▸ **Data for processing**
=== Begin Enclosure ===

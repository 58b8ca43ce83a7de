//! Stage 09: dotfiles deployment.
//!
//! Symlinks the tracked dotfiles from `~/.dotfiles` into the home directory
//! and marks the bundled `fc-*` plugin scripts executable.

use std::fs;
use std::path::Path;

use anyhow::Result;

use super::{Stage, StageContext};

/// Files symlinked from the dotfiles directory into `$HOME`.
const DOTFILES: &[&str] = &[".zshrc", ".vimrc", ".gitignore_global"];

/// Directory (relative to home) holding the tracked dotfiles.
const SOURCE_DIR: &str = ".dotfiles";

pub struct DotfilesDeployment;

fn is_symlink(path: &Path) -> bool {
    fs::symlink_metadata(path)
        .map(|m| m.file_type().is_symlink())
        .unwrap_or(false)
}

impl Stage for DotfilesDeployment {
    fn ordinal(&self) -> &'static str {
        "09"
    }

    fn name(&self) -> &'static str {
        "dotfiles-deployment"
    }

    fn is_complete(&self, ctx: &StageContext) -> bool {
        DOTFILES.iter().all(|name| is_symlink(&ctx.home.join(name)))
    }

    fn run(&self, ctx: &StageContext) -> Result<()> {
        let source_dir = ctx.home.join(SOURCE_DIR);
        ctx.log.info("Deploying dotfiles");
        for name in DOTFILES {
            let target = ctx.home.join(name);
            if is_symlink(&target) {
                ctx.log.debug(&format!("{name} already linked"));
                continue;
            }
            ctx.effects.symlink(&source_dir.join(name), &target)?;
        }

        // Plugin scripts ship without the executable bit set.
        let bin_dir = source_dir.join("bin");
        if let Ok(entries) = fs::read_dir(&bin_dir) {
            let mut scripts: Vec<_> = entries
                .filter_map(Result::ok)
                .map(|e| e.path())
                .filter(|p| {
                    p.file_name()
                        .and_then(|n| n.to_str())
                        .is_some_and(|n| n.starts_with("fc-"))
                })
                .collect();
            scripts.sort();
            for script in scripts {
                ctx.effects.make_executable(&script)?;
            }
        }
        Ok(())
    }
}
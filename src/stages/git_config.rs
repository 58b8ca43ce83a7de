//! Stage 10: git configuration.
//!
//! Applies the shared git defaults and records the selected role under the
//! `circus` configuration section, which later runs use as idempotency
//! evidence.

use std::fs;

use anyhow::Result;

use super::{Stage, StageContext};

/// Defaults applied for every role.
const SETTINGS: &[(&str, &str)] = &[
    ("init.defaultBranch", "main"),
    ("pull.rebase", "false"),
    ("core.excludesfile", "~/.gitignore_global"),
];

pub struct GitConfiguration;

impl Stage for GitConfiguration {
    fn ordinal(&self) -> &'static str {
        "10"
    }

    fn name(&self) -> &'static str {
        "git-configuration"
    }

    fn is_complete(&self, ctx: &StageContext) -> bool {
        fs::read_to_string(ctx.home.join(".gitconfig"))
            .map(|s| s.contains("[circus]"))
            .unwrap_or(false)
    }

    fn run(&self, ctx: &StageContext) -> Result<()> {
        ctx.log.info("Configuring git");
        for (key, value) in SETTINGS {
            ctx.effects
                .run_tool("git", &["config", "--global", key, value])?;
        }
        if let Some(role) = ctx.config.role {
            let role_name = role.to_string();
            ctx.effects
                .run_tool("git", &["config", "--global", "circus.role", &role_name])?;
        }
        Ok(())
    }
}

#[cfg(test)]
#[allow(clippy::expect_used, clippy::unwrap_used)]
mod tests {
    use super::*;
    use crate::config::{Config, Role};
    use crate::effects::Effects;
    use crate::exec::test_helpers::MockExecutor;
    use crate::exec::{Executor, ToolResolver};
    use crate::logging::{BufferedLog, Channel, Log};
    use std::sync::Arc;

    fn dry_ctx_parts(role: Option<Role>) -> (Config, Effects, Arc<BufferedLog>) {
        let log = Arc::new(BufferedLog::new());
        let effects = Effects::new(
            true,
            Arc::clone(&log) as Arc<dyn Log>,
            Arc::new(MockExecutor::default()) as Arc<dyn Executor>,
            ToolResolver::default(),
        );
        (
            Config {
                role,
                ..Config::default()
            },
            effects,
            log,
        )
    }

    #[test]
    fn complete_when_marker_section_present() {
        let home = tempfile::tempdir().unwrap();
        fs::write(
            home.path().join(".gitconfig"),
            "[circus]\n\trole = developer\n",
        )
        .unwrap();
        let (config, effects, log) = dry_ctx_parts(None);
        let home_path = home.path().to_path_buf();
        let ctx = StageContext {
            config: &config,
            effects: &effects,
            home: &home_path,
            log: log.as_ref(),
        };
        assert!(GitConfiguration.is_complete(&ctx));
    }

    #[test]
    fn dry_run_simulates_role_aware_settings() {
        let home = tempfile::tempdir().unwrap();
        let (config, effects, log) = dry_ctx_parts(Some(Role::Work));
        let home_path = home.path().to_path_buf();
        let ctx = StageContext {
            config: &config,
            effects: &effects,
            home: &home_path,
            log: log.as_ref(),
        };
        GitConfiguration.run(&ctx).unwrap();
        let lines = log.messages(Channel::DryRun);
        assert_eq!(lines.len(), SETTINGS.len() + 1);
        assert!(lines.last().unwrap().contains("circus.role work"));
    }

    #[test]
    fn dry_run_without_role_skips_role_setting() {
        let home = tempfile::tempdir().unwrap();
        let (config, effects, log) = dry_ctx_parts(None);
        let home_path = home.path().to_path_buf();
        let ctx = StageContext {
            config: &config,
            effects: &effects,
            home: &home_path,
            log: log.as_ref(),
        };
        GitConfiguration.run(&ctx).unwrap();
        assert_eq!(log.messages(Channel::DryRun).len(), SETTINGS.len());
    }
}
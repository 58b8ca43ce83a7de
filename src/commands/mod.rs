//! Top-level command drivers.

pub mod install;
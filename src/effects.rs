//! The dry-run interceptor.
//!
//! Every state-mutating operation a stage performs goes through [`Effects`]:
//! filesystem changes, permission changes, and external tool invocations. In
//! live mode the operation is performed and its result propagated; in dry-run
//! mode the intended action is logged as a `would …` line and nothing is
//! touched. Tool names are resolved lazily and only in live mode, so a dry
//! run succeeds and produces its full simulation output even on a machine
//! where none of the tools are installed.

use std::fs;
use std::path::Path;
use std::sync::Arc;

use anyhow::{Context, Result};

use crate::exec::{Executor, ToolResolver};
use crate::logging::Log;

/// Gatekeeper for all mutating operations.
pub struct Effects {
    dry_run: bool,
    log: Arc<dyn Log>,
    executor: Arc<dyn Executor>,
    resolver: ToolResolver,
}

impl Effects {
    /// Build an interceptor for a run.
    #[must_use]
    pub fn new(
        dry_run: bool,
        log: Arc<dyn Log>,
        executor: Arc<dyn Executor>,
        resolver: ToolResolver,
    ) -> Self {
        Self {
            dry_run,
            log,
            executor,
            resolver,
        }
    }

    /// Whether this run is a simulation.
    #[must_use]
    pub fn is_dry_run(&self) -> bool {
        self.dry_run
    }

    /// The tool resolver shared with checks and plugins.
    #[must_use]
    pub fn resolver(&self) -> &ToolResolver {
        &self.resolver
    }

    /// Create a directory (and any missing parents).
    ///
    /// # Errors
    ///
    /// Returns an error if the directory cannot be created in live mode.
    pub fn create_dir(&self, path: &Path) -> Result<()> {
        if self.dry_run {
            self.log
                .dry_run(&format!("would create directory: {}", path.display()));
            return Ok(());
        }
        fs::create_dir_all(path)
            .with_context(|| format!("failed to create directory: {}", path.display()))?;
        self.log
            .debug(&format!("created directory: {}", path.display()));
        Ok(())
    }

    /// Create a symlink at `target` pointing to `source`.
    ///
    /// # Errors
    ///
    /// Returns an error if the link cannot be created in live mode.
    pub fn symlink(&self, source: &Path, target: &Path) -> Result<()> {
        if self.dry_run {
            self.log.dry_run(&format!(
                "would create symlink: {} -> {}",
                target.display(),
                source.display()
            ));
            return Ok(());
        }
        #[cfg(unix)]
        std::os::unix::fs::symlink(source, target).with_context(|| {
            format!(
                "failed to create symlink: {} -> {}",
                target.display(),
                source.display()
            )
        })?;
        #[cfg(not(unix))]
        anyhow::bail!("symlinks are not supported on this platform");
        #[cfg(unix)]
        {
            self.log.debug(&format!(
                "created symlink: {} -> {}",
                target.display(),
                source.display()
            ));
            Ok(())
        }
    }

    /// Write a file, replacing any existing content.
    ///
    /// # Errors
    ///
    /// Returns an error if the file cannot be written in live mode.
    pub fn write_file(&self, path: &Path, contents: &str) -> Result<()> {
        if self.dry_run {
            self.log
                .dry_run(&format!("would write file: {}", path.display()));
            return Ok(());
        }
        fs::write(path, contents)
            .with_context(|| format!("failed to write file: {}", path.display()))?;
        self.log.debug(&format!("wrote file: {}", path.display()));
        Ok(())
    }

    /// Set the executable bits on a file.
    ///
    /// # Errors
    ///
    /// Returns an error if the permissions cannot be changed in live mode.
    pub fn make_executable(&self, path: &Path) -> Result<()> {
        if self.dry_run {
            self.log
                .dry_run(&format!("would make executable: {}", path.display()));
            return Ok(());
        }
        #[cfg(unix)]
        {
            use std::os::unix::fs::PermissionsExt;
            let metadata = path
                .metadata()
                .with_context(|| format!("failed to stat: {}", path.display()))?;
            let mut permissions = metadata.permissions();
            permissions.set_mode(permissions.mode() | 0o755);
            fs::set_permissions(path, permissions)
                .with_context(|| format!("failed to set permissions: {}", path.display()))?;
            self.log
                .debug(&format!("made executable: {}", path.display()));
        }
        Ok(())
    }

    /// Remove a file.
    ///
    /// # Errors
    ///
    /// Returns an error if the file exists but cannot be removed in live mode.
    pub fn remove_file(&self, path: &Path) -> Result<()> {
        if self.dry_run {
            self.log
                .dry_run(&format!("would remove file: {}", path.display()));
            return Ok(());
        }
        match fs::remove_file(path) {
            Ok(()) => {
                self.log.debug(&format!("removed file: {}", path.display()));
                Ok(())
            }
            Err(e) if e.kind() == std::io::ErrorKind::NotFound => Ok(()),
            Err(e) => {
                Err(e).with_context(|| format!("failed to remove file: {}", path.display()))
            }
        }
    }

    /// Run an external tool by logical name.
    ///
    /// In dry-run mode the tool is not resolved at all, so simulation output
    /// is complete and deterministic even when the tool is absent. In live
    /// mode resolution failure or a non-zero exit aborts the caller.
    ///
    /// # Errors
    ///
    /// Returns an error if, in live mode, the tool cannot be resolved or the
    /// command exits non-zero.
    pub fn run_tool(&self, tool: &str, args: &[&str]) -> Result<()> {
        if self.dry_run {
            self.log
                .dry_run(&format!("would run: {} {}", tool, args.join(" ")));
            return Ok(());
        }
        let program = self.resolver.resolve(tool)?;
        self.log
            .debug(&format!("running: {} {}", program.display(), args.join(" ")));
        self.executor.run(&program, args)?;
        Ok(())
    }
}
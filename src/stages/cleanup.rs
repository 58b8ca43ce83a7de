//! Stage 14: cleanup.
//!
//! Removes the downloaded installer script and prunes Homebrew's caches.
//! Has no completion evidence of its own, so it runs on every pass.

use std::path::Path;

use anyhow::Result;

use super::homebrew::INSTALL_SCRIPT_PATH;
use super::{Stage, StageContext};

pub struct Cleanup;

impl Stage for Cleanup {
    fn ordinal(&self) -> &'static str {
        "14"
    }

    fn name(&self) -> &'static str {
        "cleanup"
    }

    fn is_complete(&self, _: &StageContext) -> bool {
        false
    }

    fn run(&self, ctx: &StageContext) -> Result<()> {
        ctx.log.info("Cleaning up");
        let script = Path::new(INSTALL_SCRIPT_PATH);
        if script.exists() {
            ctx.effects.remove_file(script)?;
        }
        ctx.effects.run_tool("brew", &["cleanup"])?;
        Ok(())
    }
}
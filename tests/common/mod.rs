//! Shared helpers for integration tests: fake tool scripts and binary
//! invocation with a controlled environment.

#![allow(dead_code)]

use std::fs;
use std::path::{Path, PathBuf};
use std::process::Command;

use circus_cli::exec::ToolResolver;

/// A directory of fake shell-script tools, wired up through the
/// `<TOOL>_CMD` override convention.
pub struct FakeTools {
    dir: tempfile::TempDir,
    overrides: Vec<(String, String)>,
}

impl FakeTools {
    pub fn new() -> Self {
        Self {
            dir: tempfile::tempdir().expect("create fake tool dir"),
            overrides: Vec::new(),
        }
    }

    /// Install a fake tool whose body is the given shell script (without the
    /// shebang line) and register its override variable.
    pub fn add(&mut self, tool: &str, body: &str) -> PathBuf {
        let path = self.dir.path().join(tool);
        fs::write(&path, format!("#!/bin/sh\n{body}\n")).expect("write fake tool");
        #[cfg(unix)]
        {
            use std::os::unix::fs::PermissionsExt;
            fs::set_permissions(&path, fs::Permissions::from_mode(0o755))
                .expect("chmod fake tool");
        }
        self.overrides.push((
            ToolResolver::override_key(tool),
            path.display().to_string(),
        ));
        path
    }

    /// Point a tool's override at a path that does not exist.
    pub fn add_broken(&mut self, tool: &str) {
        self.overrides.push((
            ToolResolver::override_key(tool),
            "/nonexistent/fake-tool".to_string(),
        ));
    }

    pub fn overrides(&self) -> &[(String, String)] {
        &self.overrides
    }
}

/// Fake tools satisfying every preflight check.
pub fn passing_tools() -> FakeTools {
    let mut tools = FakeTools::new();
    tools.add("uname", "echo Darwin");
    tools.add(
        "id",
        "case \"$1\" in\n  -u) echo 501 ;;\n  -Gn) echo 'staff admin everyone' ;;\nesac",
    );
    tools.add("zsh", "echo 'zsh 5.9 (x86_64-apple-darwin22.0)'");
    tools.add("pmset", "echo \"Now drawing from 'AC Power'\"");
    tools.add("networksetup", "echo 'Current Wi-Fi Network: TestNet'");
    tools.add("xcode-select", "echo /Library/Developer/CommandLineTools");
    tools.add("brew", "exit 0");
    tools.add("git", "exit 0");
    tools.add("curl", "exit 0");
    tools
}

/// The `circus` installer binary with a controlled home and fake tools.
pub fn circus(home: &Path, tools: &FakeTools, args: &[&str]) -> Command {
    let mut cmd = Command::new(env!("CARGO_BIN_EXE_circus"));
    cmd.args(args)
        .env("HOME", home)
        .env("USER", "tester")
        .env("SHELL", "/bin/zsh");
    for (key, value) in tools.overrides() {
        cmd.env(key, value);
    }
    cmd
}

/// The `fc` dispatcher binary with a controlled home and fake tools.
pub fn fc(home: &Path, tools: &FakeTools, args: &[&str]) -> Command {
    let mut cmd = Command::new(env!("CARGO_BIN_EXE_fc"));
    cmd.args(args)
        .env("HOME", home)
        .env("USER", "tester")
        .env("SHELL", "/bin/zsh");
    for (key, value) in tools.overrides() {
        cmd.env(key, value);
    }
    cmd
}

/// Recursive listing of a directory tree, sorted, for before/after
/// comparisons.
pub fn snapshot(root: &Path) -> Vec<String> {
    let mut entries = Vec::new();
    collect(root, root, &mut entries);
    entries.sort();
    entries
}

fn collect(root: &Path, dir: &Path, entries: &mut Vec<String>) {
    let Ok(read) = fs::read_dir(dir) else {
        return;
    };
    for entry in read.filter_map(Result::ok) {
        let path = entry.path();
        if let Ok(relative) = path.strip_prefix(root) {
            entries.push(relative.display().to_string());
        }
        if path.is_dir() && !path.is_symlink() {
            collect(root, &path, entries);
        }
    }
}
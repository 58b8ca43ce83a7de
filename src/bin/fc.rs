use std::collections::HashMap;
use std::path::PathBuf;
use std::process::ExitCode;

use clap::Parser;

use circus_cli::exec::{SystemExecutor, ToolResolver};
use circus_cli::plugins::{PluginContext, PluginIo, Registry};

/// Utility command dispatcher.
///
/// With no command, prints the available commands. Otherwise routes the
/// command to a built-in plugin or an external `fc-<command>` executable and
/// mirrors its exit status.
#[derive(Parser)]
#[command(name = "fc", version, disable_help_subcommand = true)]
struct Fc {
    /// Directory searched for external fc-* plugin executables.
    #[arg(long, value_name = "DIR")]
    plugin_dir: Option<PathBuf>,

    #[command(subcommand)]
    command: Option<Command>,
}

#[derive(clap::Subcommand)]
enum Command {
    #[command(external_subcommand)]
    External(Vec<String>),
}

fn main() -> ExitCode {
    let _ = enable_ansi_support::enable_ansi_support();
    let fc = Fc::parse();

    let env: HashMap<String, String> = std::env::vars().collect();
    let resolver = ToolResolver::from_vars(env.clone());
    let executor = SystemExecutor;
    let home = env
        .get("HOME")
        .filter(|h| !h.is_empty())
        .map(PathBuf::from)
        .or_else(dirs::home_dir)
        .unwrap_or_else(|| PathBuf::from("/"));

    let plugin_dir = fc
        .plugin_dir
        .unwrap_or_else(|| home.join(".circus").join("bin"));
    let registry = Registry::builtin().discover(&plugin_dir);

    let mut stdout = std::io::stdout();
    let mut stderr = std::io::stderr();

    match fc.command {
        None => {
            let _ = registry.write_usage(&mut stdout);
            ExitCode::SUCCESS
        }
        Some(Command::External(argv)) => {
            let Some((command, rest)) = argv.split_first() else {
                let _ = registry.write_usage(&mut stdout);
                return ExitCode::SUCCESS;
            };
            let ctx = PluginContext {
                resolver: &resolver,
                executor: &executor,
                env: &env,
                home: &home,
            };
            let mut io = PluginIo {
                out: &mut stdout,
                err: &mut stderr,
            };
            let code = registry.dispatch(command, rest, &ctx, &mut io);
            ExitCode::from(u8::try_from(code).unwrap_or(1))
        }
    }
}
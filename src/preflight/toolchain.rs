//! Toolchain checks: developer tools, package manager, dependencies, and
//! evidence of a prior installation.

use super::{Check, CheckContext, CheckOutcome};
use crate::state::StateStore;

/// Check 10: the Xcode command line tools must be installed.
pub struct XcodeCliTools;

impl Check for XcodeCliTools {
    fn ordinal(&self) -> &'static str {
        "10"
    }

    fn name(&self) -> &'static str {
        "xcode-cli-tools"
    }

    fn evaluate(&self, ctx: &CheckContext) -> CheckOutcome {
        let Some(output) = ctx.tool_output("xcode-select", &["-p"]) else {
            return CheckOutcome::error("The 'xcode-select' command is required but not found.");
        };
        if output.success && !output.stdout.trim().is_empty() {
            CheckOutcome::success("Xcode command line tools found")
        } else {
            CheckOutcome::error("Xcode command line tools are not installed.")
        }
    }
}

/// Check 11: Homebrew must be present.
pub struct Homebrew;

impl Check for Homebrew {
    fn ordinal(&self) -> &'static str {
        "11"
    }

    fn name(&self) -> &'static str {
        "homebrew"
    }

    fn evaluate(&self, ctx: &CheckContext) -> CheckOutcome {
        if ctx.resolver.is_available("brew") {
            CheckOutcome::success("Homebrew found")
        } else {
            CheckOutcome::error("The 'brew' command is required but not found.")
        }
    }
}

/// Check 12: generic dependency list.
pub struct Dependencies;

/// Tools every stage assumes are on the machine.
const REQUIRED_TOOLS: &[&str] = &["git", "curl"];

impl Check for Dependencies {
    fn ordinal(&self) -> &'static str {
        "12"
    }

    fn name(&self) -> &'static str {
        "dependencies"
    }

    fn evaluate(&self, ctx: &CheckContext) -> CheckOutcome {
        for tool in REQUIRED_TOOLS {
            if !ctx.resolver.is_available(tool) {
                return CheckOutcome::error(format!(
                    "The '{tool}' command is required but not found."
                ));
            }
        }
        CheckOutcome::success("Required dependencies found")
    }
}

/// Check 15: warn when a completed installation already exists.
pub struct ExistingInstallation;

impl Check for ExistingInstallation {
    fn ordinal(&self) -> &'static str {
        "15"
    }

    fn name(&self) -> &'static str {
        "existing-installation"
    }

    fn evaluate(&self, ctx: &CheckContext) -> CheckOutcome {
        let store = StateStore::new(ctx.home, ctx.config.dry_run);
        if store.is_installed() {
            CheckOutcome::warning(
                "An existing installation was found; completed stages will be skipped (use --force to re-run them)",
            )
        } else {
            CheckOutcome::success("No previous installation found")
        }
    }
}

=== End Enclosure ===

▸ **Exercise instructions**
Lines from the entries that contain the string "echo" are what must be copied.

▸ **Answer to the exercise**
    tools.add("uname", "echo Darwin");
        "case \"$1\" in\n  -u) echo 501 ;;\n  -Gn) echo 'staff admin everyone' ;;\nesac",
    tools.add("zsh", "echo 'zsh 5.9 (x86_64-apple-darwin22.0)'");
    tools.add("pmset", "echo \"Now drawing from 'AC Power'\"");
    tools.add("networksetup", "echo 'Current Wi-Fi Network: TestNet'");
    tools.add("xcode-select", "echo /Library/Developer/CommandLineTools");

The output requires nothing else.